Industry News

UK: Action against care home providers who continue to charge after death

Monday, 4 December, 2017

The Competition and Markets Authority (CMA) is taking direct action against some unnamed care home providers who are continuing to charge the estates of deceased self-funding residents for up to four weeks after death.

The CMA has been investigating the scandal since June 2017, along with the equally common practice of forcing self-funding clients to pay unreasonably high moving-in fees – sometimes as much as GBP5,000 to be paid in advance.

As a starting point, the CMA has written to the offending providers, setting out its position that their contract terms are in breach of consumer law.

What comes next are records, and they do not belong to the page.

use chrono::Local;

use crate::error::AppError;
use crate::state::SharedState;

use super::fields::ContactForm;
use super::row::{format_timestamp, Row};

/// Validate, build the row, append it. Exactly one append per valid form;
/// nothing is retried or deduplicated.
pub async fn run(state: &SharedState, form: ContactForm) -> Result<Row, AppError> {
    let submission = form
        .validate()
        .inspect_err(|e| tracing::debug!("Rejected submission, missing fields: {:?}", e.missing))?;

    let timestamp = format_timestamp(&Local::now(), &state.config.timestamp_format);
    let row = Row::new(timestamp, submission);

    state.appender.append_row(&row).await?;

    tracing::info!("Form submission appended ({})", row.timestamp());
    Ok(row)
}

Separately, the CMA is also conducting a study of whether the elderly care home and nursing home services market is working well for residents, and is enabling business to compete fairly. It says it has identified several other consumer protection concerns: one is that people who pay for their own residential care home places are being charged GBP12,000 per year more than councils pay for the residents whose fees they cover. Average fees for self-funders are now nearly GBP850 a week, compared to the GBP620 paid by councils (although the numbers vary sharply from place to place).

The authority's chief executive, Andrea Coscelli, insisted that some discounting to local authorities was acceptable, but that matters had gone too far. Self-funding residents are, in effect, being charged a premium because councils are not paying enough to cover the costs of places for poorer residents. The fee discounts for local authorities have led to a GBP1 billion funding shortfall for care homes across the UK, and the CMA says the current system is not sustainable without additional funding.

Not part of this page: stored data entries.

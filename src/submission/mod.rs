pub mod fields;
pub mod pipeline;
pub mod row;
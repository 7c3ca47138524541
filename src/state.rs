use std::sync::Arc;

use crate::config::Config;
use crate::sheets::RowAppender;

pub type SharedState = Arc<AppState>;

pub struct AppState {
    pub config: Config,
    pub appender: Arc<dyn RowAppender>,
}
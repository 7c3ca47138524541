pub mod submit;

use axum::routing::post;
use axum::Router;

use crate::state::SharedState;

pub fn intake_routes() -> Router<SharedState> {
    Router::new().route("/submit", post(submit::submit))
}
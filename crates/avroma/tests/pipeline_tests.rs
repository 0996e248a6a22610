//! End-to-end decode pipeline tests
//!
//! Frames are built with the codec's own binary encoder so every test reads
//! like a producer/consumer pair sharing one registry.

use avroma::{
    wire, AvroCodec, DecodeError, DecodePipeline, ErrorKind, RawMessage, RegistryError,
    SchemaCache, SchemaDefinition, SchemaFetcher, SchemaId, StaticRegistry,
};
use serde_json::json;
use std::sync::Arc;

const USER_SCHEMA: &str = r#"{
    "type": "record",
    "name": "User",
    "namespace": "com.example",
    "fields": [
        {"name": "id", "type": "long"},
        {"name": "name", "type": "string"},
        {"name": "email", "type": ["null", "string"], "default": null}
    ]
}"#;

fn user_frame(id: u32, user: serde_json::Value) -> Vec<u8> {
    let codec = AvroCodec::new(&SchemaDefinition::from(USER_SCHEMA)).unwrap();
    let body = codec.encode_binary(&user).unwrap();
    wire::frame(SchemaId::new(id), &body)
}

fn setup() -> (Arc<SchemaCache>, Arc<StaticRegistry>, DecodePipeline) {
    let cache = Arc::new(SchemaCache::new());
    let registry = Arc::new(StaticRegistry::new().with_schema(SchemaId::new(1), USER_SCHEMA));
    let pipeline = DecodePipeline::new(cache.clone(), registry.clone());
    (cache, registry, pipeline)
}

#[tokio::test]
async fn test_decode_record_end_to_end() {
    let (_, _, pipeline) = setup();

    let frame = user_frame(1, json!({"id": 42, "name": "Ada", "email": {"string": "ada@example.com"}}));
    let msg = RawMessage::new("users", 2, 1001, frame).with_key("user-42");
    let decoded = pipeline.decode(&msg).await.unwrap();

    assert_eq!(decoded.schema_id, SchemaId::new(1));
    assert_eq!(decoded.topic, "users");
    assert_eq!(decoded.partition, 2);
    assert_eq!(decoded.offset, 1001);
    assert_eq!(decoded.key, "user-42");
    assert_eq!(
        decoded.value,
        r#"{"id":42,"name":"Ada","email":{"string":"ada@example.com"}}"#
    );
}

#[tokio::test]
async fn test_null_union_renders_as_null() {
    let (_, _, pipeline) = setup();

    let frame = user_frame(1, json!({"id": 1, "name": "Bob", "email": null}));
    let decoded = pipeline
        .decode(&RawMessage::new("users", 0, 0, frame))
        .await
        .unwrap();

    assert_eq!(decoded.value_json().unwrap()["email"], serde_json::Value::Null);
}

#[tokio::test]
async fn test_short_frames_fail_before_lookup() {
    let (cache, registry, pipeline) = setup();

    for len in 0..wire::HEADER_LEN {
        let err = pipeline
            .decode(&RawMessage::new("users", 0, 0, vec![0u8; len]))
            .await
            .unwrap_err();
        assert_eq!(err.kind(), ErrorKind::InputFormat);
    }
    assert_eq!(registry.fetch_count(), 0);
    assert!(cache.is_empty());
}

#[tokio::test]
async fn test_miss_fetches_once_then_hits() {
    let (cache, registry, pipeline) = setup();
    let frame = user_frame(1, json!({"id": 1, "name": "a", "email": null}));

    pipeline
        .decode(&RawMessage::new("users", 0, 0, frame.clone()))
        .await
        .unwrap();
    assert_eq!(registry.fetch_count(), 1);
    assert_eq!(cache.refcount(SchemaId::new(1)), 1);

    for offset in 1..10 {
        pipeline
            .decode(&RawMessage::new("users", 0, offset, frame.clone()))
            .await
            .unwrap();
    }
    assert_eq!(registry.fetch_count(), 1);
    assert_eq!(cache.refcount(SchemaId::new(1)), 1);

    let snapshot = pipeline.metrics().snapshot();
    assert_eq!(snapshot.decoded, 10);
    assert_eq!(snapshot.cache_hits, 9);
    assert_eq!(snapshot.cache_misses, 1);
}

#[tokio::test]
async fn test_prewarmed_cache_skips_registry() {
    let cache = Arc::new(SchemaCache::new());
    cache.add(SchemaId::new(1), SchemaDefinition::from(USER_SCHEMA));
    let registry = Arc::new(StaticRegistry::new());
    let pipeline = DecodePipeline::new(cache, registry.clone());

    let frame = user_frame(1, json!({"id": 5, "name": "c", "email": null}));
    assert!(pipeline
        .decode(&RawMessage::new("users", 0, 0, frame))
        .await
        .is_ok());
    assert_eq!(registry.fetch_count(), 0);
}

#[tokio::test]
async fn test_malformed_schema_keeps_cache_entry() {
    let cache = Arc::new(SchemaCache::new());
    let registry = Arc::new(StaticRegistry::new().with_schema(SchemaId::new(3), r#"{"type": "recor"#));
    let pipeline = DecodePipeline::new(cache.clone(), registry.clone());

    let frame = wire::frame(SchemaId::new(3), &[0x02]);
    let err = pipeline
        .decode(&RawMessage::new("users", 0, 0, frame.clone()))
        .await
        .unwrap_err();
    assert!(matches!(err, DecodeError::CodecConstruction { schema_id, .. } if schema_id == SchemaId::new(3)));
    assert!(!err.is_fatal());

    // The definition stays cached; the next message fails the same way without a fetch
    assert!(cache.contains(SchemaId::new(3)));
    let err = pipeline
        .decode(&RawMessage::new("users", 0, 1, frame))
        .await
        .unwrap_err();
    assert_eq!(err.kind(), ErrorKind::CodecConstruction);
    assert_eq!(registry.fetch_count(), 1);
}

#[tokio::test]
async fn test_truncated_body_is_decode_error() {
    let (_, _, pipeline) = setup();
    let mut frame = user_frame(1, json!({"id": 7, "name": "truncated", "email": null}));
    frame.truncate(frame.len() - 4);

    let err = pipeline
        .decode(&RawMessage::new("users", 0, 0, frame))
        .await
        .unwrap_err();
    assert_eq!(err.kind(), ErrorKind::Decode);
    assert_eq!(err.schema_id(), Some(SchemaId::new(1)));
}

#[tokio::test]
async fn test_registry_failure_then_recovery() {
    let cache = Arc::new(SchemaCache::new());
    let registry = Arc::new(StaticRegistry::new());
    let pipeline = DecodePipeline::new(cache.clone(), registry.clone());
    let frame = user_frame(8, json!({"id": 1, "name": "late", "email": null}));

    let err = pipeline
        .decode(&RawMessage::new("users", 0, 0, frame.clone()))
        .await
        .unwrap_err();
    assert!(err.is_fatal());
    assert!(matches!(
        err,
        DecodeError::RegistryFetch {
            source: RegistryError::SchemaNotFound(_),
            ..
        }
    ));
    assert!(cache.is_empty());

    registry.insert(SchemaId::new(8), USER_SCHEMA);
    assert!(pipeline
        .decode(&RawMessage::new("users", 0, 1, frame))
        .await
        .is_ok());
    assert_eq!(cache.refcount(SchemaId::new(8)), 1);
}

#[tokio::test(flavor = "multi_thread", worker_threads = 4)]
async fn test_concurrent_misses_are_tolerated() {
    let (cache, registry, pipeline) = setup();
    let frame = user_frame(1, json!({"id": 9, "name": "race", "email": null}));

    let mut handles = Vec::new();
    for offset in 0..16 {
        let pipeline = pipeline.clone();
        let frame = frame.clone();
        handles.push(tokio::spawn(async move {
            pipeline
                .decode(&RawMessage::new("users", offset as i32 % 4, offset, frame))
                .await
        }));
    }
    for handle in handles {
        assert!(handle.await.unwrap().is_ok());
    }

    // Duplicate fetches are allowed; every fetch registered exactly once
    let fetches = registry.fetch_count();
    assert!((1..=16).contains(&fetches));
    assert_eq!(cache.refcount(SchemaId::new(1)) as u64, fetches);
    assert_eq!(cache.len(), 1);
}

#[tokio::test]
async fn test_dyn_fetcher_through_arc() {
    let registry: Arc<dyn SchemaFetcher> =
        Arc::new(StaticRegistry::new().with_schema(SchemaId::new(1), USER_SCHEMA));
    let wrapped = Arc::new(registry.clone());

    assert!(wrapped.fetch_schema(SchemaId::new(1)).await.is_ok());
}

'We will be taking steps to assist care homes in understanding their obligations, but we are also taking enforcement action now on some issues where we believe the law is being broken', said Coscelli. 'It is essential that residents and their families can make informed choices, understand how these services will be paid for, and be confident they will be fairly treated and able to complain effectively if they have concerns.'

However, the CMA is not naming the organisations subject to its enforcement action, noting that only a court can decide whether a particular term or practice infringes the relevant law - the Consumer Protection from Unfair Trading Regulations 2008 and Part 2 of the Consumer Rights Act 2015.

It aims to consult on new guidance on fees charged after death in early 2018. Later that year, it will consult on wider guidance on the standards of behaviour expected of care homes.